* **Task item**
Among the entries below, one stretch runs from the line that contains "assert_eq!(cfg.frequency, 8_000_000);" through the line that contains "pub use spi::SpidevBus;". Repeat that stretch exactly, ends included, and only that.

(Dataset begins)

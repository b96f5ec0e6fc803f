//! Page-packed 1bpp framebuffer
//!
//! The vertical axis is split into 8-pixel pages; each byte holds one column
//! of one page, LSB at the top. Drawing outside the buffer is silently
//! clipped: a status display must keep running when a caller overflows it.

mod font5x7;

use core::fmt;

pub use font5x7::{CELL_HEIGHT, CELL_WIDTH};

/// Framebuffer errors
#[derive(Debug, Clone, Copy, PartialEq, Eq)]
pub enum FramebufferError {
    /// Height is not a multiple of 8 (or a dimension is zero)
    InvalidGeometry { width: usize, height: usize },
    /// Buffer length does not match `width * (height / 8)`
    SizeMismatch { expected: usize, actual: usize },
}

impl fmt::Display for FramebufferError {
    fn fmt(&self, f: &mut fmt::Formatter<'_>) -> fmt::Result {
        match self {
            FramebufferError::InvalidGeometry { width, height } => write!(
                f,
                "invalid framebuffer geometry {width}x{height} (height must be a multiple of 8)"
            ),
            FramebufferError::SizeMismatch { expected, actual } => write!(
                f,
                "framebuffer size mismatch: expected {expected} bytes, got {actual}"
            ),
        }
    }
}

impl std::error::Error for FramebufferError {}

/// Check geometry and return the frame length in bytes
pub fn frame_len(width: usize, height: usize) -> Result<usize, FramebufferError> {
    if width == 0 || height == 0 || height % 8 != 0 {
        return Err(FramebufferError::InvalidGeometry { width, height });
    }
    Ok(width * (height / 8))
}

/// Check a borrowed frame against its geometry
pub fn check_frame(buf: &[u8], width: usize, height: usize) -> Result<(), FramebufferError> {
    let expected = frame_len(width, height)?;
    if buf.len() != expected {
        return Err(FramebufferError::SizeMismatch {
            expected,
            actual: buf.len(),
        });
    }
    Ok(())
}

/// Set or clear one pixel of a borrowed page-packed buffer
///
/// Out-of-range coordinates, and bytes beyond the end of a short buffer,
/// are ignored.
#[inline]
pub fn set_pixel_in(buf: &mut [u8], width: usize, height: usize, x: i32, y: i32, on: bool) {
    if x < 0 || y < 0 || x as usize >= width || y as usize >= height {
        return;
    }
    let (x, y) = (x as usize, y as usize);
    let idx = (y / 8) * width + x;
    let mask = 1u8 << (y % 8);
    if let Some(byte) = buf.get_mut(idx) {
        if on {
            *byte |= mask;
        } else {
            *byte &= !mask;
        }
    }
}

/// Read one pixel of a borrowed page-packed buffer (false when out of range)
#[inline]
pub fn pixel_in(buf: &[u8], width: usize, height: usize, x: i32, y: i32) -> bool {
    if x < 0 || y < 0 || x as usize >= width || y as usize >= height {
        return false;
    }
    let (x, y) = (x as usize, y as usize);
    buf.get((y / 8) * width + x)
        .map_or(false, |b| b & (1 << (y % 8)) != 0)
}

/// 1bpp page-packed framebuffer
#[derive(Clone, PartialEq, Eq)]
pub struct Framebuffer {
    width: usize,
    height: usize,
    buf: Vec<u8>,
}

impl fmt::Debug for Framebuffer {
    fn fmt(&self, f: &mut fmt::Formatter<'_>) -> fmt::Result {
        f.debug_struct("Framebuffer")
            .field("width", &self.width)
            .field("height", &self.height)
            .field("lit", &self.buf.iter().map(|b| b.count_ones()).sum::<u32>())
            .finish()
    }
}

impl Framebuffer {
    /// Create a cleared framebuffer
    pub fn new(width: usize, height: usize) -> Result<Self, FramebufferError> {
        let len = frame_len(width, height)?;
        Ok(Self {
            width,
            height,
            buf: vec![0; len],
        })
    }

    /// Width in pixels
    pub fn width(&self) -> usize {
        self.width
    }

    /// Height in pixels
    pub fn height(&self) -> usize {
        self.height
    }

    /// Number of 8-pixel pages
    pub fn pages(&self) -> usize {
        self.height / 8
    }

    /// Live buffer
    pub fn fb(&self) -> &[u8] {
        &self.buf
    }

    /// Live buffer, for in-place compositing
    pub fn fb_mut(&mut self) -> &mut [u8] {
        &mut self.buf
    }

    /// Turn every pixel off
    pub fn clear(&mut self) {
        self.buf.fill(0);
    }

    /// Set or clear a pixel
    pub fn set_pixel(&mut self, x: i32, y: i32, on: bool) {
        set_pixel_in(&mut self.buf, self.width, self.height, x, y, on);
    }

    /// Read a pixel (false outside the buffer)
    pub fn pixel(&self, x: i32, y: i32) -> bool {
        pixel_in(&self.buf, self.width, self.height, x, y)
    }

    /// Horizontal line from `x0` to `x1` inclusive
    pub fn horizontal_line(&mut self, x0: i32, x1: i32, y: i32, on: bool) {
        if y < 0 || y as usize >= self.height {
            return;
        }
        let (a, b) = order(x0, x1);
        let Some((a, b)) = clip_span(a, b, self.width) else {
            return;
        };
        for x in a..=b {
            self.set_pixel(x, y, on);
        }
    }

    /// Vertical line from `y0` to `y1` inclusive
    pub fn vertical_line(&mut self, x: i32, y0: i32, y1: i32, on: bool) {
        if x < 0 || x as usize >= self.width {
            return;
        }
        let (a, b) = order(y0, y1);
        let Some((a, b)) = clip_span(a, b, self.height) else {
            return;
        };
        for y in a..=b {
            self.set_pixel(x, y, on);
        }
    }

    /// Rectangle outline between two inclusive corners
    pub fn rect(&mut self, x0: i32, y0: i32, x1: i32, y1: i32, on: bool) {
        let (xa, xb) = order(x0, x1);
        let (ya, yb) = order(y0, y1);
        self.horizontal_line(xa, xb, ya, on);
        self.horizontal_line(xa, xb, yb, on);
        self.vertical_line(xa, ya, yb, on);
        self.vertical_line(xb, ya, yb, on);
    }

    /// Filled rectangle between two inclusive corners
    pub fn fill_rect(&mut self, x0: i32, y0: i32, x1: i32, y1: i32, on: bool) {
        let (xa, xb) = order(x0, x1);
        let (ya, yb) = order(y0, y1);
        let Some((ya, yb)) = clip_span(ya, yb, self.height) else {
            return;
        };
        for y in ya..=yb {
            self.horizontal_line(xa, xb, y, on);
        }
    }

    /// Draw ASCII text with the built-in 5x7 font
    ///
    /// Each character occupies a 6x8 cell with its top-left corner at the
    /// pen. `\n` returns to `x` and moves down one cell. Characters outside
    /// printable ASCII draw as a blank cell. With `on == false` the glyph
    /// pixels are cleared instead of set; the rest of the cell is untouched.
    pub fn draw_text(&mut self, x: i32, y: i32, s: &str, on: bool) {
        let mut pen_x = x;
        let mut pen_y = y;
        for ch in s.chars() {
            if ch == '\n' {
                pen_x = x;
                pen_y = pen_y.saturating_add(CELL_HEIGHT as i32);
                continue;
            }
            self.draw_char(pen_x, pen_y, ch, on);
            pen_x = pen_x.saturating_add(CELL_WIDTH as i32);
        }
    }

    fn draw_char(&mut self, x: i32, y: i32, ch: char, on: bool) {
        let Some(columns) = font5x7::glyph(ch) else {
            return;
        };
        for (dx, &bits) in columns.iter().enumerate() {
            for dy in 0..7 {
                if bits & (1 << dy) != 0 {
                    self.set_pixel(x.saturating_add(dx as i32), y.saturating_add(dy), on);
                }
            }
        }
    }
}

fn order(a: i32, b: i32) -> (i32, i32) {
    if a <= b {
        (a, b)
    } else {
        (b, a)
    }
}

/// Intersect `[a, b]` with `[0, len)`
fn clip_span(a: i32, b: i32, len: usize) -> Option<(i32, i32)> {
    let max = len as i32 - 1;
    if b < 0 || a > max {
        return None;
    }
    Some((a.max(0), b.min(max)))
}
//! Common panel interface

use core::fmt;

use lcdtext_core::FramebufferError;

/// Controller session state
#[derive(Debug, Clone, Copy, PartialEq, Eq, Default)]
pub enum PanelState {
    /// Nothing sent yet
    #[default]
    Uninitialized,
    /// Hardware reset pulsed
    Reset,
    /// Init sequence sent, accepting frames
    Ready,
}

/// Driver errors
///
/// `B` is the bus error and `P` the GPIO error of the wiring the driver was
/// built with.
#[derive(Debug, Clone, PartialEq, Eq)]
pub enum DriverError<B, P> {
    /// SPI transfer failed
    Bus(B),
    /// Data/command or reset line failed
    Pin(P),
    /// Frame length does not match the panel
    SizeMismatch { expected: usize, actual: usize },
    /// Panel size cannot hold a page-packed frame
    Geometry { width: usize, height: usize },
}

impl<B, P> From<FramebufferError> for DriverError<B, P> {
    fn from(e: FramebufferError) -> Self {
        match e {
            FramebufferError::InvalidGeometry { width, height } => {
                DriverError::Geometry { width, height }
            }
            FramebufferError::SizeMismatch { expected, actual } => {
                DriverError::SizeMismatch { expected, actual }
            }
        }
    }
}

impl<B: fmt::Debug, P: fmt::Debug> fmt::Display for DriverError<B, P> {
    fn fmt(&self, f: &mut fmt::Formatter<'_>) -> fmt::Result {
        match self {
            DriverError::Bus(e) => write!(f, "SPI transfer failed: {e:?}"),
            DriverError::Pin(e) => write!(f, "GPIO line failed: {e:?}"),
            DriverError::SizeMismatch { expected, actual } => {
                write!(f, "framebuffer size mismatch: expected {expected} bytes, got {actual}")
            }
            DriverError::Geometry { width, height } => {
                write!(f, "invalid panel geometry {width}x{height}")
            }
        }
    }
}

impl<B: fmt::Debug, P: fmt::Debug> std::error::Error for DriverError<B, P> {}

/// A display controller that accepts page-packed 1bpp frames
pub trait PanelDriver {
    /// Error type
    type Error;

    /// Pulse the reset line
    fn reset(&mut self) -> Result<(), Self::Error>;

    /// Send the init sequence
    fn init(&mut self) -> Result<(), Self::Error>;

    /// Show a `width * height / 8` byte page-packed frame
    fn push_frame(&mut self, fb: &[u8]) -> Result<(), Self::Error>;

    /// Blank the panel
    fn clear(&mut self) -> Result<(), Self::Error>;

    /// `(width, height)` in pixels
    fn size(&self) -> (usize, usize);

    /// Session state
    fn state(&self) -> PanelState;
}

impl<T: PanelDriver + ?Sized> PanelDriver for Box<T> {
    type Error = T::Error;

    fn reset(&mut self) -> Result<(), Self::Error> {
        (**self).reset()
    }

    fn init(&mut self) -> Result<(), Self::Error> {
        (**self).init()
    }

    fn push_frame(&mut self, fb: &[u8]) -> Result<(), Self::Error> {
        (**self).push_frame(fb)
    }

    fn clear(&mut self) -> Result<(), Self::Error> {
        (**self).clear()
    }

    fn size(&self) -> (usize, usize) {
        (**self).size()
    }

    fn state(&self) -> PanelState {
        (**self).state()
    }
}

#[cfg(test)]
mod tests {
    use super::*;

    #[test]
    fn test_framebuffer_errors_convert() {
        let e: DriverError<(), ()> = FramebufferError::SizeMismatch {
            expected: 1024,
            actual: 10,
        }
        .into();
        assert_eq!(
            e,
            DriverError::SizeMismatch {
                expected: 1024,
                actual: 10
            }
        );
        assert_eq!(
            e.to_string(),
            "framebuffer size mismatch: expected 1024 bytes, got 10"
        );
    }

    #[test]
    fn test_default_state() {
        assert_eq!(PanelState::default(), PanelState::Uninitialized);
    }
}
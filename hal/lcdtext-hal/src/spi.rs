//! SPI bus abstractions
//!
//! Panel controllers on these boards are write-only: MISO is not wired, so
//! the bus only needs to push bytes out.

/// SPI bus master (write-only)
pub trait SpiBus {
    /// Error type for SPI operations
    type Error;

    /// Write all of `data` as a single transfer
    ///
    /// Implementations must either transfer exactly `data.len()` bytes or
    /// return an error; a short transfer is never reported as success.
    fn write(&mut self, data: &[u8]) -> Result<(), Self::Error>;
}

impl<T: SpiBus + ?Sized> SpiBus for &mut T {
    type Error = T::Error;

    fn write(&mut self, data: &[u8]) -> Result<(), Self::Error> {
        T::write(self, data)
    }
}

/// SPI configuration
#[derive(Debug, Clone, Copy, PartialEq, Eq)]
pub struct SpiConfig {
    /// Clock frequency in Hz
    pub frequency: u32,
    /// Clock mode
    pub mode: Mode,
}

impl Default for SpiConfig {
    fn default() -> Self {
        Self {
            frequency: 8_000_000, // 8 MHz
            mode: Mode::Mode0,
        }
    }
}

impl SpiConfig {
    /// Configuration at the given frequency, mode 0
    pub const fn new(frequency: u32) -> Self {
        Self {
            frequency,
            mode: Mode::Mode0,
        }
    }

    /// Builder-style mode override
    pub const fn with_mode(mut self, mode: Mode) -> Self {
        self.mode = mode;
        self
    }
}

/// SPI mode (combined polarity and phase)
#[derive(Debug, Clone, Copy, PartialEq, Eq)]
pub enum Mode {
    /// Mode 0: CPOL=0, CPHA=0
    Mode0,
    /// Mode 1: CPOL=0, CPHA=1
    Mode1,
    /// Mode 2: CPOL=1, CPHA=0
    Mode2,
    /// Mode 3: CPOL=1, CPHA=1
    Mode3,
}

impl Mode {
    /// Mode from its numeric form (0-3)
    pub const fn from_number(n: u8) -> Option<Self> {
        match n {
            0 => Some(Mode::Mode0),
            1 => Some(Mode::Mode1),
            2 => Some(Mode::Mode2),
            3 => Some(Mode::Mode3),
            _ => None,
        }
    }

    /// Numeric form as used by spidev (`SPI_MODE_n`)
    pub const fn number(self) -> u8 {
        match self {
            Mode::Mode0 => 0,
            Mode::Mode1 => 1,
            Mode::Mode2 => 2,
            Mode::Mode3 => 3,
        }
    }
}

#[cfg(test)]
mod tests {
    use super::*;

    #[test]
    fn test_mode_numbers_round_trip() {
        for n in 0..4 {
            let mode = Mode::from_number(n).unwrap();
            assert_eq!(mode.number(), n);
        }
        assert_eq!(Mode::from_number(4), None);
    }

    #[test]
    fn test_default_config() {
        let cfg = SpiConfig::default();
        assert_eq!(cfg.frequency, 8_000_000);
        assert_eq!(cfg.mode, Mode::Mode0);
        assert_eq!(SpiConfig::new(32_000_000).with_mode(Mode::Mode2).mode, Mode::Mode2);
    }
}
//! Linux HAL for lcdtext
//!
//! Implements the shared `lcdtext-hal` traits on top of the kernel's
//! userspace interfaces:
//!
//! - SPI through `/dev/spidevB.C` ([`SpidevBus`])
//! - GPIO through the character device `/dev/gpiochipN` ([`GpioLine`])
//! - A software PWM thread for backlight dimming ([`SoftPwm`])
//!
//! Every handle owns its file descriptor and releases it on drop.
//! [`Delay`] is `linux-embedded-hal`'s sleeping delay.

pub mod error;
pub mod gpio;
pub mod pwm;
pub mod spi;

pub use error::HalError;
pub use gpio::GpioLine;
pub use pwm::SoftPwm;
pub use spi::SpidevBus;

// Re-export shared traits from lcdtext-hal for convenience
pub use lcdtext_hal::{InputPin, Mode, OutputPin, SpiBus, SpiConfig};
pub use linux_embedded_hal::Delay;
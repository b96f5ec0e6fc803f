//! Board-agnostic core of the lcdtext status display
//!
//! This crate contains everything between a text string and a page-packed
//! 1bpp frame, without touching hardware:
//!
//! - [`framebuffer`] - 1bpp page-packed buffer with clipped drawing primitives
//! - [`text`] - UTF-8 glyph compositing driven by a [`text::FontFace`]
//! - [`layout`] - four-line status layout (one large line, three small)
//! - [`config`] - panel and font configuration types
//!
//! # Frame format
//!
//! Every frame produced here is `width * (height / 8)` bytes. Pixel `(x, y)`
//! is bit `y % 8` (LSB first) of byte `(y / 8) * width + x`. This is the
//! native layout of ST7565-class controllers; color controllers convert it
//! (see `lcdtext-drivers`).

#![deny(unsafe_code)]

pub mod config;
pub mod framebuffer;
pub mod layout;
pub mod text;

pub use framebuffer::{Framebuffer, FramebufferError};
pub use layout::{LineDisplay, LineRole, LINE_COUNT};
pub use text::{FontError, FontFace, Glyph, TextRenderer};

#[cfg(feature = "truetype")]
pub use text::truetype::TrueTypeFace;
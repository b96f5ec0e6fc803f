//! lcdtext - status text on small SPI LCD panels
//!
//! Drives an ST7565 or ILI9488 panel from a Linux board (spidev + GPIO
//! character device), plus two wiring helpers for the backlight/heater lines.
//!
//! Log verbosity follows `RUST_LOG` (default `info`).

mod args;
mod demo;
mod lines;

use std::fs;
use std::path::Path;
use std::process::ExitCode;

use anyhow::{Context, Result};
use lcdtext_core::config::AppConfig;
use log::debug;

use crate::args::{Args, ArgsError, Command};

fn main() -> ExitCode {
    env_logger::Builder::from_env(env_logger::Env::default().default_filter_or("info")).init();

    let args = match Args::parse(std::env::args().skip(1)) {
        Ok(args) => args,
        Err(ArgsError::Help) => {
            println!("{}", args::USAGE);
            return ExitCode::SUCCESS;
        }
        Err(e) => {
            eprintln!("{e}");
            return ExitCode::from(1);
        }
    };

    let cfg = match load_config(&args) {
        Ok(cfg) => cfg,
        Err(e) => {
            eprintln!("Error: {e:#}");
            return ExitCode::from(1);
        }
    };

    match args.command {
        Command::Demo => match demo::run(&cfg, args.frames) {
            Ok(()) => ExitCode::SUCCESS,
            Err(e) => {
                eprintln!("Error: {e:#}");
                demo::print_hints(&cfg);
                ExitCode::from(1)
            }
        },
        Command::Backlight => match lines::backlight(&cfg) {
            Ok(()) => ExitCode::SUCCESS,
            Err(e) => {
                eprintln!("Error: {e:#}");
                ExitCode::from(1)
            }
        },
        Command::Probe => match lines::probe(&cfg) {
            Ok(()) => ExitCode::SUCCESS,
            Err(e) => {
                eprintln!("Probe failed: {e:#}");
                ExitCode::from(2)
            }
        },
    }
}

/// Defaults, then the config file, then command-line overrides
fn load_config(args: &Args) -> Result<AppConfig> {
    let mut cfg = match &args.config {
        Some(path) => read_config(path)?,
        None => AppConfig::default(),
    };
    args.apply(&mut cfg).context("applying command-line options")?;
    cfg.panel.validate().context("checking panel configuration")?;

    debug!("configuration: {:?}", cfg);
    Ok(cfg)
}

fn read_config(path: &Path) -> Result<AppConfig> {
    let text = fs::read_to_string(path)
        .with_context(|| format!("reading config {}", path.display()))?;
    toml::from_str(&text).with_context(|| format!("parsing config {}", path.display()))
}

(Dataset ends)

* **Expected answer**
        assert_eq!(cfg.frequency, 8_000_000);
        assert_eq!(cfg.mode, Mode::Mode0);
        assert_eq!(SpiConfig::new(32_000_000).with_mode(Mode::Mode2).mode, Mode::Mode2);
    }
}
//! Linux HAL for lcdtext
//!
//! Implements the shared `lcdtext-hal` traits on top of the kernel's
//! userspace interfaces:
//!
//! - SPI through `/dev/spidevB.C` ([`SpidevBus`])
//! - GPIO through the character device `/dev/gpiochipN` ([`GpioLine`])
//! - A software PWM thread for backlight dimming ([`SoftPwm`])
//!
//! Every handle owns its file descriptor and releases it on drop.
//! [`Delay`] is `linux-embedded-hal`'s sleeping delay.

pub mod error;
pub mod gpio;
pub mod pwm;
pub mod spi;

pub use error::HalError;
pub use gpio::GpioLine;
pub use pwm::SoftPwm;
pub use spi::SpidevBus;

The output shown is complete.